DAMON LINKER SEPTEMBER 10, 2009

Norman on Norman (As Usual)

So Norman Podhoretz has written a book, briefly excerpted in Thursday’s Wall Street Journal, in which he poses the age-old question (in the book’s title) Why Are Jews Liberals? Good question. And a deeply personal one for Podhoretz. You see, as one of the original neoconservatives, he moved right four decades ago and has grown rather lonely during his time hanging out with Gentile Republicans. He’s been waiting for the company of his fellow Jews—for vindication of his rightward lurch, for a sign that he was ahead of his time rather than a quirky anomaly. Surely the rest of American Jewry would eventually come to the same conclusions he did and begin voting in the same way. But it hasn’t happened.
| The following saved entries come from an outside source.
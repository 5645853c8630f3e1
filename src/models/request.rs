use serde::{Deserialize, Serialize};

pub const DEFAULT_GENRE: &str = "Adventure";
pub const DEFAULT_TONE: &str = "Playful";
pub const DEFAULT_AUDIENCE: &str = "Children (3-6)";
pub const DEFAULT_ART_STYLE: &str = "Cartoon";

/// Inbound `generate story` payload, exactly as the client sent it.
#[derive(Debug, Clone, Default, Serialize, Deserialize, PartialEq)]
#[serde(rename_all = "camelCase")]
pub struct GenerationRequest {
    #[serde(default)]
    pub prompt: Option<String>,
    #[serde(default)]
    pub genre: Option<String>,
    #[serde(default)]
    pub tone: Option<String>,
    #[serde(default)]
    pub audience: Option<String>,
    #[serde(default)]
    pub art_style: Option<String>,
}

impl GenerationRequest {
    pub fn new(prompt: impl Into<String>) -> Self {
        Self {
            prompt: Some(prompt.into()),
            ..Default::default()
        }
    }

    pub fn with_genre(mut self, genre: impl Into<String>) -> Self {
        self.genre = Some(genre.into());
        self
    }

    pub fn with_tone(mut self, tone: impl Into<String>) -> Self {
        self.tone = Some(tone.into());
        self
    }

    pub fn with_audience(mut self, audience: impl Into<String>) -> Self {
        self.audience = Some(audience.into());
        self
    }

    pub fn with_art_style(mut self, art_style: impl Into<String>) -> Self {
        self.art_style = Some(art_style.into());
        self
    }
}

/// A request that passed validation, with every style label resolved.
#[derive(Debug, Clone, PartialEq, Eq)]
pub struct ValidatedRequest {
    pub prompt: String,
    pub genre: String,
    pub tone: String,
    pub audience: String,
    pub art_style: String,
}
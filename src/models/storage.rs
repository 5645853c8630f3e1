use super::story::{GeneratedStory, Scene};
use chrono::{DateTime, Utc};
use serde::{Deserialize, Serialize};

/// A story as handed to the store by its owner.
#[derive(Debug, Clone, Serialize, Deserialize, PartialEq)]
pub struct NewStory {
    pub title: String,
    #[serde(default)]
    pub description: Option<String>,
    #[serde(default)]
    pub genre: Option<String>,
    #[serde(default)]
    pub tone: Option<String>,
    #[serde(default)]
    pub audience: Option<String>,
    #[serde(default)]
    pub art_style: Option<String>,
    pub scenes: Vec<Scene>,
}

impl NewStory {
    pub fn from_generated(story: GeneratedStory) -> Self {
        Self {
            title: story.title,
            description: None,
            genre: None,
            tone: None,
            audience: None,
            art_style: None,
            scenes: story.scenes,
        }
    }

    pub fn with_style(
        mut self,
        genre: Option<String>,
        tone: Option<String>,
        audience: Option<String>,
        art_style: Option<String>,
    ) -> Self {
        self.genre = genre;
        self.tone = tone;
        self.audience = audience;
        self.art_style = art_style;
        self
    }

    /// The first scene's picture doubles as the library thumbnail.
    pub fn thumbnail_url(&self) -> Option<String> {
        self.scenes.first().map(|scene| scene.image_url.clone())
    }
}

#[derive(Debug, Clone, Serialize, Deserialize, PartialEq)]
pub struct StoredStory {
    pub id: String,
    pub user_id: String,
    pub title: String,
    pub description: Option<String>,
    pub genre: Option<String>,
    pub tone: Option<String>,
    pub audience: Option<String>,
    pub art_style: Option<String>,
    pub scenes: Vec<Scene>,
    pub thumbnail_url: Option<String>,
    pub created_at: DateTime<Utc>,
}

#[derive(Debug, Clone, Copy, Default, PartialEq, Eq, Serialize, Deserialize)]
#[serde(rename_all = "lowercase")]
pub enum SortOrder {
    #[default]
    Newest,
    Oldest,
    Title,
}

#[derive(Debug, Clone, Default, Serialize, Deserialize, PartialEq)]
pub struct StoryQuery {
    #[serde(default)]
    pub search: Option<String>,
    #[serde(default)]
    pub genre: Option<String>,
    #[serde(default)]
    pub sort: SortOrder,
    #[serde(default)]
    pub limit: Option<usize>,
}

impl StoryQuery {
    pub fn new() -> Self {
        Self::default()
    }

    pub fn with_search(mut self, search: impl Into<String>) -> Self {
        self.search = Some(search.into());
        self
    }

    pub fn with_genre(mut self, genre: impl Into<String>) -> Self {
        self.genre = Some(genre.into());
        self
    }

    pub fn with_sort(mut self, sort: SortOrder) -> Self {
        self.sort = sort;
        self
    }

    pub fn with_limit(mut self, limit: usize) -> Self {
        self.limit = Some(limit);
        self
    }

    /// Case-insensitive title search plus exact genre match. Blank filters
    /// match everything.
    pub fn matches(&self, story: &StoredStory) -> bool {
        let title_ok = match self.search.as_deref().map(str::trim) {
            Some(term) if !term.is_empty() => story
                .title
                .to_lowercase()
                .contains(&term.to_lowercase()),
            _ => true,
        };
        let genre_ok = match self.genre.as_deref() {
            Some(genre) if !genre.is_empty() => story.genre.as_deref() == Some(genre),
            _ => true,
        };
        title_ok && genre_ok
    }

    pub fn apply(&self, stories: impl IntoIterator<Item = StoredStory>) -> Vec<StoredStory> {
        let mut result: Vec<StoredStory> = stories.into_iter().filter(|s| self.matches(s)).collect();
        match self.sort {
            SortOrder::Newest => result.sort_by(|a, b| b.created_at.cmp(&a.created_at)),
            SortOrder::Oldest => result.sort_by(|a, b| a.created_at.cmp(&b.created_at)),
            SortOrder::Title => result.sort_by(|a, b| a.title.cmp(&b.title)),
        }
        if let Some(limit) = self.limit {
            result.truncate(limit);
        }
        result
    }
}
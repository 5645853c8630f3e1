use thiserror::Error;

pub const PROMPT_REQUIRED: &str = "Prompt is required";
pub const SCHEMA_PARSE_FAILED: &str = "Failed to parse story content";
pub const GENERATION_FAILED: &str = "Failed to generate story";

#[derive(Debug, Error)]
pub enum StoryError {
    #[error("{0}")]
    ValidationError(String),
    #[error("Upstream error{}: {message}", format_status(.status))]
    UpstreamError {
        status: Option<u16>,
        message: String,
    },
    #[error("{}: {}", SCHEMA_PARSE_FAILED, .0)]
    SchemaError(String),
    #[error("Timed out: {0}")]
    TimeoutError(String),
    #[error("Configuration error: {0}")]
    ConfigError(String),
    #[error("Storage error: {0}")]
    StorageError(String),
    #[error("Not found: {0}")]
    NotFound(String),
    #[error("Unauthorized: {0}")]
    Unauthorized(String),
    #[error("Serialization error: {0}")]
    SerializationError(String),
    #[error("AWS error: {0}")]
    AwsError(String),
}

fn format_status(status: &Option<u16>) -> String {
    status.map(|s| format!(" ({})", s)).unwrap_or_default()
}

impl StoryError {
    pub fn upstream(status: Option<u16>, message: impl Into<String>) -> Self {
        StoryError::UpstreamError {
            status,
            message: message.into(),
        }
    }

    /// HTTP status the error maps to at the outbound boundary.
    pub fn status_code(&self) -> u16 {
        match self {
            StoryError::ValidationError(_) => 400,
            StoryError::Unauthorized(_) => 401,
            StoryError::NotFound(_) => 404,
            StoryError::TimeoutError(_) => 504,
            _ => 500,
        }
    }

    /// Only validation failures are the caller's fault.
    pub fn is_client_error(&self) -> bool {
        self.status_code() < 500
    }
}

impl From<serde_json::Error> for StoryError {
    fn from(e: serde_json::Error) -> Self {
        StoryError::SerializationError(e.to_string())
    }
}

pub type Result<T> = std::result::Result<T, StoryError>;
Not with Reagan. Or Bush I. Or Dole. Or Bush II. Or McCain. Nope, Jews remain liberals, and Norman remains lonely, waiting, “hoping again hope” that despite having given Barack Obama 78 percent of their votes in 2008, American Jews will turn against him and “the political creed he so perfectly personifies and to which they have for so long been so misguidedly loyal.”
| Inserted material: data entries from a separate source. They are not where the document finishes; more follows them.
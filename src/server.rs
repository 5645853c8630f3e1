//! HTTP surface: story generation plus the per-user story library.
//!
//! Identity comes from the `x-user-id` header set by the auth layer in front
//! of this service.

use crate::{
    config::Config,
    error::StoryError,
    logger,
    models::{ErrorResult, GenerationRequest, NewStory, StoryQuery},
    storage::StoryStorageManager,
    story::StoryGenerator,
};
use actix_web::{
    guard,
    http::StatusCode,
    middleware::DefaultHeaders,
    web::{self, Bytes},
    App, HttpRequest, HttpResponse, HttpServer, ResponseError,
};

pub const USER_HEADER: &str = "x-user-id";

#[derive(Clone)]
pub struct AppState {
    pub generator: StoryGenerator,
    pub storage: StoryStorageManager,
}

impl ResponseError for StoryError {
    fn status_code(&self) -> StatusCode {
        StatusCode::from_u16(StoryError::status_code(self))
            .unwrap_or(StatusCode::INTERNAL_SERVER_ERROR)
    }

    fn error_response(&self) -> HttpResponse {
        HttpResponse::build(ResponseError::status_code(self)).json(ErrorResult::from(self))
    }
}

type HandlerResult = std::result::Result<HttpResponse, StoryError>;

pub fn cors_headers() -> DefaultHeaders {
    DefaultHeaders::new()
        .add(("Access-Control-Allow-Origin", "*"))
        .add((
            "Access-Control-Allow-Headers",
            "authorization, x-client-info, apikey, content-type, x-user-id",
        ))
        .add((
            "Access-Control-Allow-Methods",
            "GET, POST, DELETE, OPTIONS",
        ))
}

pub fn configure(cfg: &mut web::ServiceConfig) {
    cfg.service(
        web::resource("/{tail:.*}")
            .guard(guard::Options())
            .to(preflight),
    )
    .route("/health", web::get().to(health))
    .route("/generate-story", web::post().to(generate_story))
    .route("/stories", web::get().to(list_stories))
    .route("/stories", web::post().to(save_story))
    .route("/stories/stats", web::get().to(story_stats))
    .route("/stories/{id}", web::get().to(get_story))
    .route("/stories/{id}", web::delete().to(delete_story));
}

pub async fn run(config: Config) -> std::io::Result<()> {
    logger::log_config_info(&config);

    let generator = StoryGenerator::from_config(&config)
        .await
        .map_err(|e| std::io::Error::new(std::io::ErrorKind::Other, e.to_string()))?;
    let storage = StoryStorageManager::new(&config)
        .await
        .map_err(|e| std::io::Error::new(std::io::ErrorKind::Other, e.to_string()))?;
    let state = web::Data::new(AppState { generator, storage });

    logger::log_startup_info(env!("CARGO_PKG_NAME"), env!("CARGO_PKG_VERSION"), config.port);

    HttpServer::new(move || {
        App::new()
            .app_data(state.clone())
            .wrap(cors_headers())
            .configure(configure)
    })
    .bind(("0.0.0.0", config.port))?
    .run()
    .await
}

async fn preflight() -> HttpResponse {
    HttpResponse::Ok().finish()
}

async fn health(state: web::Data<AppState>) -> HttpResponse {
    let storage_ok = state.storage.health_check().await.unwrap_or(false);
    HttpResponse::Ok().json(serde_json::json!({
        "status": "ok",
        "storage": storage_ok,
    }))
}

async fn generate_story(state: web::Data<AppState>, body: Bytes) -> HandlerResult {
    let request: GenerationRequest = serde_json::from_slice(&body)
        .map_err(|e| StoryError::ValidationError(format!("Invalid request body: {}", e)))?;

    let story = state.generator.generate(&request).await?;
    Ok(HttpResponse::Ok().json(story))
}

fn user_id(req: &HttpRequest) -> std::result::Result<String, StoryError> {
    req.headers()
        .get(USER_HEADER)
        .and_then(|value| value.to_str().ok())
        .map(str::trim)
        .filter(|value| !value.is_empty())
        .map(String::from)
        .ok_or_else(|| StoryError::Unauthorized("User must be authenticated".into()))
}

async fn list_stories(
    req: HttpRequest,
    state: web::Data<AppState>,
    query: web::Query<StoryQuery>,
) -> HandlerResult {
    let user = user_id(&req)?;
    let stories = state.storage.list(&user, &query).await?;
    Ok(HttpResponse::Ok().json(stories))
}

async fn save_story(
    req: HttpRequest,
    state: web::Data<AppState>,
    story: web::Json<NewStory>,
) -> HandlerResult {
    let user = user_id(&req)?;
    let stored = state.storage.insert(&user, story.into_inner()).await?;
    log::info!("Saved story {} for user {}", stored.id, user);
    Ok(HttpResponse::Created().json(stored))
}

async fn story_stats(req: HttpRequest, state: web::Data<AppState>) -> HandlerResult {
    let user = user_id(&req)?;
    let stats = state.storage.stats(&user).await?;
    Ok(HttpResponse::Ok().json(stats))
}

async fn get_story(
    req: HttpRequest,
    state: web::Data<AppState>,
    path: web::Path<String>,
) -> HandlerResult {
    let user = user_id(&req)?;
    let id = path.into_inner();
    match state.storage.get(&user, &id).await? {
        Some(story) => Ok(HttpResponse::Ok().json(story)),
        None => Err(StoryError::NotFound(format!("story {}", id))),
    }
}

async fn delete_story(
    req: HttpRequest,
    state: web::Data<AppState>,
    path: web::Path<String>,
) -> HandlerResult {
    let user = user_id(&req)?;
    state.storage.delete(&user, &path.into_inner()).await?;
    Ok(HttpResponse::NoContent().finish())
}
use serde::{Deserialize, Serialize};

/// One scene as parsed from the narrative model's output.
#[derive(Debug, Clone, PartialEq, Eq, Serialize, Deserialize)]
pub struct SceneDraft {
    pub title: String,
    pub narrative_text: String,
    pub illustration_description: String,
}

/// Base64 image bytes returned by an image provider.
#[derive(Debug, Clone, PartialEq, Eq)]
pub struct ImagePayload {
    pub data: String,
    pub mime_type: String,
}

impl ImagePayload {
    pub fn new(data: impl Into<String>, mime_type: impl Into<String>) -> Self {
        Self {
            data: data.into(),
            mime_type: mime_type.into(),
        }
    }

    pub fn to_data_uri(&self) -> String {
        format!("data:{};base64,{}", self.mime_type, self.data)
    }
}

#[derive(Debug, Clone, PartialEq, Eq)]
pub enum ImageReference {
    Generated(ImagePayload),
    Fallback(String),
}

impl ImageReference {
    pub fn is_fallback(&self) -> bool {
        matches!(self, ImageReference::Fallback(_))
    }

    /// Value placed in the `imageUrl` field of the outbound scene.
    pub fn to_url(&self) -> String {
        match self {
            ImageReference::Generated(payload) => payload.to_data_uri(),
            ImageReference::Fallback(url) => url.clone(),
        }
    }
}

/// Result of the illustration stage for a single scene, index-aligned with
/// the drafts it was produced from.
#[derive(Debug, Clone, PartialEq, Eq)]
pub struct Illustration {
    pub image: ImageReference,
    pub illustration_description: String,
    pub title: String,
}

/// Outbound scene. Field names follow the JSON contract the UI renders.
#[derive(Debug, Clone, PartialEq, Eq, Serialize, Deserialize)]
pub struct Scene {
    pub id: u32,
    pub text: String,
    #[serde(rename = "imageUrl")]
    pub image_url: String,
    #[serde(rename = "imagePrompt")]
    pub image_prompt: String,
    pub title: String,
}

#[derive(Debug, Clone, PartialEq, Eq, Serialize, Deserialize)]
pub struct GeneratedStory {
    #[serde(rename = "story")]
    pub scenes: Vec<Scene>,
    pub title: String,
}

#[derive(Debug, Clone, PartialEq, Eq, Serialize, Deserialize)]
pub struct ErrorResult {
    pub error: String,
    #[serde(skip_serializing_if = "Option::is_none", default)]
    pub details: Option<String>,
}

impl ErrorResult {
    pub fn new(error: impl Into<String>) -> Self {
        Self {
            error: error.into(),
            details: None,
        }
    }

    pub fn with_details(mut self, details: impl Into<String>) -> Self {
        self.details = Some(details.into());
        self
    }
}

impl From<&crate::error::StoryError> for ErrorResult {
    fn from(error: &crate::error::StoryError) -> Self {
        use crate::error::{StoryError, GENERATION_FAILED};

        match error {
            StoryError::ValidationError(msg) => ErrorResult::new(msg.clone()),
            StoryError::NotFound(what) => ErrorResult::new(format!("{} not found", what)),
            StoryError::Unauthorized(msg) => ErrorResult::new(msg.clone()),
            StoryError::StorageError(msg) => {
                ErrorResult::new("Storage operation failed").with_details(msg.clone())
            }
            other => ErrorResult::new(GENERATION_FAILED).with_details(other.to_string()),
        }
    }
}

#[cfg(test)]
mod tests {
    use super::*;
    use crate::error::{StoryError, PROMPT_REQUIRED};

    #[test]
    fn test_scene_wire_names() {
        let story = GeneratedStory {
            scenes: vec![Scene {
                id: 1,
                text: "Once upon a time.".into(),
                image_url: "https://example.com/a.png".into(),
                image_prompt: "A fox".into(),
                title: "The Fox".into(),
            }],
            title: "The Fox Adventure".into(),
        };
        let json = serde_json::to_value(&story).unwrap();
        assert_eq!(json["story"][0]["imageUrl"], "https://example.com/a.png");
        assert_eq!(json["story"][0]["imagePrompt"], "A fox");
        assert_eq!(json["story"][0]["id"], 1);
        assert_eq!(json["title"], "The Fox Adventure");
    }

    #[test]
    fn test_image_reference_urls() {
        let generated = ImageReference::Generated(ImagePayload::new("QUJD", "image/webp"));
        assert_eq!(generated.to_url(), "data:image/webp;base64,QUJD");
        assert!(!generated.is_fallback());

        let fallback = ImageReference::Fallback("https://example.com/placeholder.jpg".into());
        assert_eq!(fallback.to_url(), "https://example.com/placeholder.jpg");
        assert!(fallback.is_fallback());
    }

    #[test]
    fn test_error_envelope() {
        let validation = ErrorResult::from(&StoryError::ValidationError(PROMPT_REQUIRED.into()));
        assert_eq!(validation.error, "Prompt is required");
        assert_eq!(
            serde_json::to_string(&validation).unwrap(),
            r#"{"error":"Prompt is required"}"#
        );

        let upstream = ErrorResult::from(&StoryError::upstream(Some(500), "boom"));
        assert_eq!(upstream.error, "Failed to generate story");
        assert_eq!(upstream.details.as_deref(), Some("Upstream error (500): boom"));
    }
}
Maybe, but I wouldn’t bet on it. I mean, it’s not as if Podhoretz has presented a compelling case in favor of such a development. On the contrary, his argument (at least as summarized in the Journal) amounts to the claim that among Jews liberalism has “for all practical purposes superseded Judaism and become a religion in its own right.” But this is just lazily circular. Why are Jews liberals? Because they really, really believe in liberalism, you know, like people believe in religion. Okay, but why is that, exactly? Norman hasn’t a clue because he can’t manage to enter imaginatively into the mind of his fellow Jews. Liberalism, for him, can be reduced to hatred of the United States and hatred of Israel, and Jews should love America and love Israel. So how could Jews possibly be liberal? The only explanation is collective self-delusion. You know, like people who believe in religion. (What will Norman’s allies on the religious right say about this insinuation that religion is an unquestionable dogma that obscures our view of reality? But I digress. . . .)
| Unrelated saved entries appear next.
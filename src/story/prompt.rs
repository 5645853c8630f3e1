use crate::models::{NarrativeRequest, ValidatedRequest};

pub const SCENE_COUNT: usize = 4;

const STYLE_QUALIFIERS: &str =
    "colorful, whimsical, storybook illustration for children, high quality";

/// Builds the system instruction for the narrative model.
///
/// The JSON shape demanded at the end is the contract `parser::parse_scenes`
/// enforces, so the two must change together.
pub fn compile_instructions(request: &ValidatedRequest) -> String {
    let mut doc = format!(
        "You are a professional children's storybook creator AI. Based on the user idea: \"{}\", \
         generate a short illustrated story in exactly {} scenes.\n\n",
        request.prompt, SCENE_COUNT
    );

    doc.push_str(&format!("Genre: {}\n", request.genre));
    doc.push_str(&format!("Tone: {}\n", request.tone));
    doc.push_str(&format!("Audience: {}\n", request.audience));
    doc.push_str(&format!("Art Style: {}\n\n", request.art_style));

    doc.push_str("Each scene must include:\n");
    doc.push_str("1. A short title for the scene.\n");
    doc.push_str(
        "2. A story text (2–3 sentences, appropriate for the audience, imaginative, and engaging).\n",
    );
    doc.push_str("3. An image_prompt that describes the illustration clearly.\n\n");

    doc.push_str("Important rules:\n");
    doc.push_str(&format!(
        "- Keep the story coherent across all {} scenes, with recurring characters, setting, and theme.\n",
        SCENE_COUNT
    ));
    doc.push_str(
        "- Ensure characters look the same in every image: restate their color, clothing, \
         expressions, and style in every image_prompt, because each illustration is drawn \
         without seeing the others.\n",
    );
    doc.push_str(&format!(
        "- Describe illustrations in the {} style: colorful, whimsical storybook pictures.\n",
        request.art_style
    ));
    doc.push_str("- Include emotions and actions in the image descriptions for stronger visuals.\n");
    doc.push_str("- Make it appropriate for the specified audience and tone.\n\n");

    doc.push_str("Return the result strictly in this JSON array format, with no other text:\n[\n");
    for n in 1..=SCENE_COUNT {
        doc.push_str(&format!(
            "  {{\n    \"title\": \"Scene {n} Title\",\n    \"scene\": \"Scene {n} story text\",\n    \"image_prompt\": \"Illustration description\"\n  }}"
        ));
        doc.push_str(if n < SCENE_COUNT { ",\n" } else { "\n" });
    }
    doc.push(']');
    doc
}

pub fn compile(request: &ValidatedRequest, max_tokens: u32, temperature: f32) -> NarrativeRequest {
    NarrativeRequest {
        system_prompt: compile_instructions(request),
        user_message: format!("Create a story based on: {}", request.prompt),
        max_tokens,
        temperature,
    }
}

/// Prompt sent to the image model for one scene.
pub fn illustration_prompt(description: &str, art_style: &str) -> String {
    format!("{}. {} style, {}", description, art_style, STYLE_QUALIFIERS)
}
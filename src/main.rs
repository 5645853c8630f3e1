use kahanikaar::{logger, Config};

#[actix_web::main]
async fn main() -> std::io::Result<()> {
    let dotenv_loaded = dotenv::dotenv().is_ok();

    if let Err(e) = logger::init_with_config(logger::LoggerConfig::from_env()) {
        eprintln!("{}", e);
    }

    if dotenv_loaded {
        log::info!(".env file loaded");
    } else {
        log::warn!("No .env file found, using system environment variables");
    }

    let config = match Config::from_env() {
        Ok(config) => config,
        Err(e) => {
            log::error!("Invalid configuration: {}", e);
            return Err(std::io::Error::new(std::io::ErrorKind::InvalidInput, e.to_string()));
        }
    };

    kahanikaar::server::run(config).await
}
Everything Podhoretz has written for the past two decades reeks of self-absorption and self-satisfied certainty, and that’s what this project smells like, too. His work is an abject lesson in what happens to a man’s mind when he values nothing so highly as self-confidence. The animating thought behind his writing has long been, “I know I’m right—about America, about liberalism, about the '60s, about Judaism, about the religious right, about how to fight ‘World War IV,’ about Bush, about the Republican Party, about Israel, about Iran, about Islam—so why the hell doesn’t everyone agree with me??!!” That’s the mystery that sets the man’s mental life in motion.

So by all means read Norman Podhoretz’s new book. Just don’t expect to learn about much of anything besides Norman Podhoretz.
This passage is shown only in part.